Malgré votre emploi du temps chargé depuis votre arrivée en Chine, on vous a vu suivre de près l’évolution de l’actualité en Guinée, notamment le lancement de la semaine nationale de la citoyenneté. Pourquoi avoir décrété cette semaine ?
Vous savez, en Guinée, notre passé est très lourd. Nous avons besoin de nous réconcilier. Avec l’opposition, nous nous sommes mis d’accord pour que la gestion du pays et les rapports politiques soient civilisés. Il est important aussi qu’on développe l’esprit civique. Parce que nous n’enseignons pas le civisme, il est important que l’esprit civique se développe pour qu’il y ait moins d’anarchie dans le pays et que les gens respectent la loi. Et que surtout les Guinéens se reconnaissent entre eux et qu’ils se donnent la main. Donc, cette semaine est extrêmement utile pour cela et nous félicitons le ministre Khalifa Gassama Diaby pour avoir pris cette initiative et il faut que le gouvernement l’accompagne totalement. Mais avant ça, il y avait la fête de l’armée. J’ai adressé un message de félicitation à l’armée. Parce que l’armée guinéenne a beaucoup changé. Non seulement elle est devenue une armée républicaine qui, aujourd’hui, intervient dans le cadre des Nations unies, au Mali, mais aussi l’armée participe aujourd’hui à l’activité économique que ce soit à travers l’agriculture ou dans le domaine des bâtiments. Nous savons aussi comment le génie militaire s’investit dans l’assainissement de Conakry. Avec la fin du PPTE et le renforcement des relations avec la Chine et la Russie, nous allons moderniser davantage l’armée et faire en sorte qu’elle soit une des meilleures armées de l’Afrique.

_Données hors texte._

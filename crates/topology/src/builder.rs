//! Topology construction and validation.

use crate::topology::Adjacency;
use crate::{RoutingTable, Topology, TopologyError};
use fogmesh_types::{DeviceId, DeviceSpec, LinkKind};
use std::collections::BTreeMap;
use std::time::Duration;
use tracing::{debug, error, info};

/// Builds a [`Topology`] from device declarations.
///
/// # Example
///
/// ```ignore
/// let topology = TopologyBuilder::new(devices)
///     .with_cluster_level("gw")
///     .with_cluster_latency(Duration::from_millis(2))
///     .build()?;
/// ```
#[derive(Debug, Clone, Default)]
pub struct TopologyBuilder {
    devices: Vec<DeviceSpec>,
    cluster_levels: Vec<String>,
    cluster_latency: Duration,
}

impl TopologyBuilder {
    pub fn new(devices: Vec<DeviceSpec>) -> Self {
        Self {
            devices,
            ..Default::default()
        }
    }

    /// Form clusters among devices of this level that share a parent.
    pub fn with_cluster_level(mut self, identifier: impl Into<String>) -> Self {
        self.cluster_levels.push(identifier.into());
        self
    }

    pub fn with_cluster_levels<I, S>(mut self, identifiers: I) -> Self
    where
        I: IntoIterator<Item = S>,
        S: Into<String>,
    {
        self.cluster_levels
            .extend(identifiers.into_iter().map(Into::into));
        self
    }

    /// Latency of every cluster link.
    pub fn with_cluster_latency(mut self, latency: Duration) -> Self {
        self.cluster_latency = latency;
        self
    }

    /// Validate the declarations and compute adjacency, clusters and routing.
    pub fn build(self) -> Result<Topology, TopologyError> {
        let index = self.validate()?;
        let mut adjacency = vec![Adjacency::default(); self.devices.len()];

        for device in &self.devices {
            if let Some(parent) = device.parent {
                adjacency[index[&parent]]
                    .children
                    .push((device.id, device.uplink_latency));
            }
        }

        for level in &self.cluster_levels {
            self.form_clusters(level, &index, &mut adjacency);
        }

        let devices = &self.devices;
        let routing = RoutingTable::compute(devices.iter().map(|d| d.id).collect(), |r, c| {
            let (from, to) = (&devices[r], &devices[c]);
            if from.parent == Some(to.id) {
                return Some(from.uplink_latency);
            }
            let adj = &adjacency[r];
            adj.children
                .iter()
                .chain(adj.cluster.iter())
                .find(|(id, _)| *id == to.id)
                .map(|(_, latency)| *latency)
        });

        check_routes(&self.devices, &index, &routing)?;

        info!(
            devices = self.devices.len(),
            cluster_levels = self.cluster_levels.len(),
            "Topology built"
        );

        Ok(Topology {
            devices: self.devices,
            index,
            adjacency,
            routing,
        })
    }

    fn validate(&self) -> Result<BTreeMap<DeviceId, usize>, TopologyError> {
        let mut index = BTreeMap::new();
        for (i, device) in self.devices.iter().enumerate() {
            if index.insert(device.id, i).is_some() {
                return Err(TopologyError::DuplicateDevice(device.id));
            }
            let valid = [LinkKind::Uplink, LinkKind::Downlink, LinkKind::Cluster]
                .into_iter()
                .map(|link| device.bandwidth(link))
                .all(|bw| bw.is_finite() && bw > 0.0);
            if !valid {
                return Err(TopologyError::InvalidBandwidth(device.id));
            }
        }

        for device in &self.devices {
            if let Some(parent) = device.parent {
                if !index.contains_key(&parent) {
                    return Err(TopologyError::UnknownParent {
                        device: device.id,
                        parent,
                    });
                }
            }
        }

        for device in &self.devices {
            let mut current = device.parent;
            let mut steps = 0;
            while let Some(parent) = current {
                steps += 1;
                if parent == device.id || steps > self.devices.len() {
                    return Err(TopologyError::ParentCycle(device.id));
                }
                current = self.devices[index[&parent]].parent;
            }
        }

        Ok(index)
    }

    /// Make devices of `level` with the same parent mutual cluster siblings.
    fn form_clusters(
        &self,
        level: &str,
        index: &BTreeMap<DeviceId, usize>,
        adjacency: &mut [Adjacency],
    ) {
        let mut by_parent: BTreeMap<Option<DeviceId>, Vec<DeviceId>> = BTreeMap::new();
        for device in self.devices.iter().filter(|d| d.matches_level(level)) {
            by_parent.entry(device.parent).or_default().push(device.id);
        }

        for (parent, members) in &by_parent {
            for member in members {
                let siblings = &mut adjacency[index[member]].cluster;
                for other in members.iter().filter(|o| *o != member) {
                    if !siblings.iter().any(|(id, _)| id == other) {
                        siblings.push((*other, self.cluster_latency));
                    }
                }
            }

            let parent_name = parent
                .map(|p| self.devices[index[&p]].name.as_str())
                .unwrap_or("<root>");
            let names: Vec<&str> = members
                .iter()
                .map(|m| self.devices[index[m]].name.as_str())
                .collect();
            info!(level, parent = parent_name, members = ?names, "Cluster formed");
        }

        debug!(level, clusters = by_parent.len(), "Cluster level processed");
    }
}

/// Every pair of devices under the same root must route to each other.
///
/// Separate trees share no link, so pairs across them are left unrouted and
/// surface as [`TopologyError::MissingRoute`] when queried.
fn check_routes(
    devices: &[DeviceSpec],
    index: &BTreeMap<DeviceId, usize>,
    routing: &RoutingTable,
) -> Result<(), TopologyError> {
    let mut trees: BTreeMap<DeviceId, Vec<DeviceId>> = BTreeMap::new();
    for device in devices {
        let mut root = device;
        while let Some(parent) = root.parent {
            root = &devices[index[&parent]];
        }
        trees.entry(root.id).or_default().push(device.id);
    }

    for members in trees.values() {
        for &from in members {
            for &to in members {
                if routing.next_hop(from, to).is_none() {
                    error!(from = %from, to = %to, "No route inside a connected tree");
                    return Err(TopologyError::MissingRoute { from, to });
                }
            }
        }
    }
    Ok(())
}
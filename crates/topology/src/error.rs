//! Topology setup and routing errors.

use fogmesh_types::DeviceId;

/// Errors raised while building or querying the topology.
#[derive(Debug, Clone, PartialEq, Eq, thiserror::Error)]
pub enum TopologyError {
    #[error("Device {0} declared more than once")]
    DuplicateDevice(DeviceId),

    #[error("Device {device} declares unknown parent {parent}")]
    UnknownParent { device: DeviceId, parent: DeviceId },

    #[error("Parent chain of device {0} contains a cycle")]
    ParentCycle(DeviceId),

    #[error("Device {0} has a non-positive or non-finite link bandwidth")]
    InvalidBandwidth(DeviceId),

    #[error("Unknown device {0}")]
    UnknownDevice(DeviceId),

    #[error("Routing table of device {from} has no next hop for destination {to}")]
    MissingRoute { from: DeviceId, to: DeviceId },
}
//! Scenario errors.

use fogmesh_simulation::SetupError;
use fogmesh_topology::TopologyError;
use fogmesh_types::ConfigError;
use std::path::PathBuf;

#[derive(Debug, thiserror::Error)]
pub enum ScenarioError {
    #[error("Failed to read scenario {path}: {source}")]
    Io {
        path: PathBuf,
        #[source]
        source: std::io::Error,
    },

    #[error("Invalid scenario: {0}")]
    Parse(#[from] toml::de::Error),

    #[error(transparent)]
    Config(#[from] ConfigError),

    #[error(transparent)]
    Topology(#[from] TopologyError),

    #[error(transparent)]
    Setup(#[from] SetupError),

    #[error("Application {app}: selectivity for unknown microservice {microservice}")]
    UnknownMicroservice { app: String, microservice: String },
}
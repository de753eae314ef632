//! Sensors and actuators attached to devices.

use fogmesh_types::{ActuatorId, AppId, DeviceId, SensorId};
use std::time::Duration;

/// A periodic message source feeding an application through its gateway.
#[derive(Debug, Clone, PartialEq, Eq)]
pub struct SensorSpec {
    pub id: SensorId,
    /// Device the sensor is attached to; also hosts the client module.
    pub gateway: DeviceId,
    pub app_id: AppId,
    /// Tuple type emitted, matching a sensor edge of the application.
    pub tuple_type: String,
    /// Time between two emissions; the first happens one interval in.
    pub interval: Duration,
    /// Latency between the sensor and its gateway.
    pub latency: Duration,
}

impl SensorSpec {
    pub const DEFAULT_INTERVAL: Duration = Duration::from_secs(5);
    pub const DEFAULT_LATENCY: Duration = Duration::from_millis(6);

    pub fn new(
        id: SensorId,
        gateway: DeviceId,
        app_id: impl Into<AppId>,
        tuple_type: impl Into<String>,
    ) -> Self {
        Self {
            id,
            gateway,
            app_id: app_id.into(),
            tuple_type: tuple_type.into(),
            interval: Self::DEFAULT_INTERVAL,
            latency: Self::DEFAULT_LATENCY,
        }
    }

    pub fn with_interval(mut self, interval: Duration) -> Self {
        self.interval = interval;
        self
    }

    pub fn with_latency(mut self, latency: Duration) -> Self {
        self.latency = latency;
        self
    }
}

/// A sink for ACTUATOR messages, closing application loops.
#[derive(Debug, Clone, PartialEq, Eq)]
pub struct ActuatorSpec {
    pub id: ActuatorId,
    pub device: DeviceId,
    pub app_id: AppId,
    pub actuator_type: String,
    pub latency: Duration,
}

impl ActuatorSpec {
    pub const DEFAULT_LATENCY: Duration = Duration::from_millis(1);

    pub fn new(
        id: ActuatorId,
        device: DeviceId,
        app_id: impl Into<AppId>,
        actuator_type: impl Into<String>,
    ) -> Self {
        Self {
            id,
            device,
            app_id: app_id.into(),
            actuator_type: actuator_type.into(),
            latency: Self::DEFAULT_LATENCY,
        }
    }

    pub fn with_latency(mut self, latency: Duration) -> Self {
        self.latency = latency;
        self
    }
}
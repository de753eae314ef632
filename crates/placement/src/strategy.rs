//! Placement algorithm contract and strategy selection.

use crate::{EdgewardPlacement, ResourceSnapshot};
use fogmesh_topology::Topology;
use fogmesh_types::{Applications, ConfigError, DeviceId, PlacementMap, PlacementRequest};
use std::fmt;
use std::str::FromStr;

/// Everything an algorithm may look at while placing one batch.
#[derive(Debug, Clone, Copy)]
pub struct PlacementContext<'a> {
    pub topology: &'a Topology,
    /// Orchestrating device.
    pub root: DeviceId,
    /// Devices the orchestrator may place on, root first.
    pub domain: &'a [DeviceId],
    pub applications: &'a Applications,
    /// Free resources of the domain at the start of the cycle.
    pub resources: &'a ResourceSnapshot,
}

/// A pluggable placement strategy.
///
/// Called once per placement cycle: `run` computes assignments using
/// transient bookkeeping, then `post_processing` commits the placed load to
/// the snapshot and clears that bookkeeping.
pub trait PlacementAlgorithm: Send {
    /// Short name for logs.
    fn name(&self) -> &'static str;

    /// Place as many of `requests` as possible.
    ///
    /// Only requests whose every unplaced microservice received a device
    /// appear in the result; the others must stay queued.
    fn run(&mut self, ctx: &PlacementContext<'_>, requests: &[PlacementRequest]) -> PlacementMap;

    /// Deduct the CPU placed by the last `run` from `resources` and reset.
    fn post_processing(&mut self, resources: &mut ResourceSnapshot);
}

/// Available placement algorithms.
#[derive(Debug, Clone, Copy, PartialEq, Eq, Default)]
pub enum PlacementStrategy {
    /// Place as close to the edge as capacity allows.
    #[default]
    Edgeward,
}

impl PlacementStrategy {
    /// Instantiate the algorithm for the orchestrator at `root`.
    pub fn build(self, root: DeviceId) -> Box<dyn PlacementAlgorithm> {
        match self {
            PlacementStrategy::Edgeward => Box::new(EdgewardPlacement::new(root)),
        }
    }

    pub fn as_str(self) -> &'static str {
        match self {
            PlacementStrategy::Edgeward => "edgeward",
        }
    }
}

impl fmt::Display for PlacementStrategy {
    fn fmt(&self, f: &mut fmt::Formatter<'_>) -> fmt::Result {
        f.write_str(self.as_str())
    }
}

impl FromStr for PlacementStrategy {
    type Err = ConfigError;

    fn from_str(s: &str) -> Result<Self, Self::Err> {
        match s.to_ascii_lowercase().as_str() {
            "edgeward" => Ok(PlacementStrategy::Edgeward),
            _ => Err(ConfigError::UnknownStrategy(s.to_owned())),
        }
    }
}
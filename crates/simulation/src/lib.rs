//! Deterministic simulation runner.
//!
//! This crate drives a fogmesh topology through simulated time. Given the
//! same seed, it produces identical results every run.
//!
//! # Architecture
//!
//! ```text
//! ┌─────────────────────────────────────────────────────────┐
//! │                  SimulationRunner                       │
//! │                                                         │
//! │  ┌────────────────────────────────────────────────────┐ │
//! │  │   Event Queue (BTreeMap<EventKey, Scheduled>)      │ │
//! │  │     Ordered by: time, priority, device, sequence   │ │
//! │  └────────────────────────┬───────────────────────────┘ │
//! │                           │                             │
//! │            SensorTick /   │   everything else           │
//! │       ExecutionCompleted  ▼                             │
//! │  ┌──────────────┐   ┌─────────────────────────────────┐ │
//! │  │ runner-owned │   │ devices: DeviceStateMachine     │ │
//! │  │ sensors,     │   │ one per topology device         │ │
//! │  │ execution    │   └───────────────┬─────────────────┘ │
//! │  └──────┬───────┘                   │                   │
//! │         ▼                           ▼                   │
//! │  ┌────────────────────────────────────────────────────┐ │
//! │  │     Actions → schedule new events, accounting      │ │
//! │  └────────────────────────────────────────────────────┘ │
//! └─────────────────────────────────────────────────────────┘
//! ```

mod config;
mod endpoints;
mod error;
mod event_queue;
mod runner;
mod stats;

pub use config::SimulationConfig;
pub use endpoints::{ActuatorSpec, SensorSpec};
pub use error::SetupError;
pub use runner::SimulationRunner;
pub use stats::{Average, SimulationStats};
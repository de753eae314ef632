//! Core traits for state machines.

use crate::{Action, Event};
use std::time::Duration;

/// A state machine that processes events.
///
/// Every device in the simulated topology is one of these. Implementations:
///
/// - **Synchronous**: No async, no `.await`
/// - **Deterministic**: Same state + event = same actions
/// - **Pure-ish**: Mutates self, but performs no I/O
///
/// # Example
///
/// ```ignore
/// impl StateMachine for DeviceStateMachine {
///     fn handle(&mut self, event: Event) -> Vec<Action> {
///         match event {
///             Event::MessageArrived { message } => self.dispatch.on_message(*message),
///             Event::PlacementTimer => self.on_placement_timer(),
///             // ... etc
///         }
///     }
///
///     fn set_time(&mut self, now: Duration) {
///         self.now = now;
///     }
/// }
/// ```
pub trait StateMachine {
    /// Process an event, returning actions to perform.
    ///
    /// # Guarantees
    ///
    /// - **Synchronous**: This method never blocks or awaits
    /// - **Deterministic**: Given the same state and event, always returns the same actions
    /// - **No I/O**: All I/O is performed by the runner via the returned actions
    fn handle(&mut self, event: Event) -> Vec<Action>;

    /// Set the current time.
    ///
    /// Called by the runner before each `handle()` call.
    fn set_time(&mut self, now: Duration);

    /// Get the current time.
    ///
    /// Returns the time that was last set via `set_time()`.
    fn now(&self) -> Duration;
}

L’actualité, c’est aussi la COP22 qui va se tenir dans quelques jours au Maroc (Marrakech). En tant que coordonnateur du plan d’électrification de l’Afrique, quel sera votre message à cette occasion ?
D’abord, lors de la COP22, nous allons publier la déclaration UA-UE pour l’énergie en Afrique. Vous savez qu’à l’issue de la COP21, l’Union européenne s’est engagée à fournir 5 gigawatts. Donc, nous allons signer cet accord et démarrer l’analyse des projets qui peuvent être financés. Ça c’est l’acte le plus important pour nous. Parce que sur un milliard d’habitants en Afrique, 700 millions n’ont pas accès à l’énergie. Ensuite, bien évidemment sous le leadership du roi du Maroc et du gouvernement marocain, nous allons davantage renforcer les acquis de la COP21, concernant notamment le climat.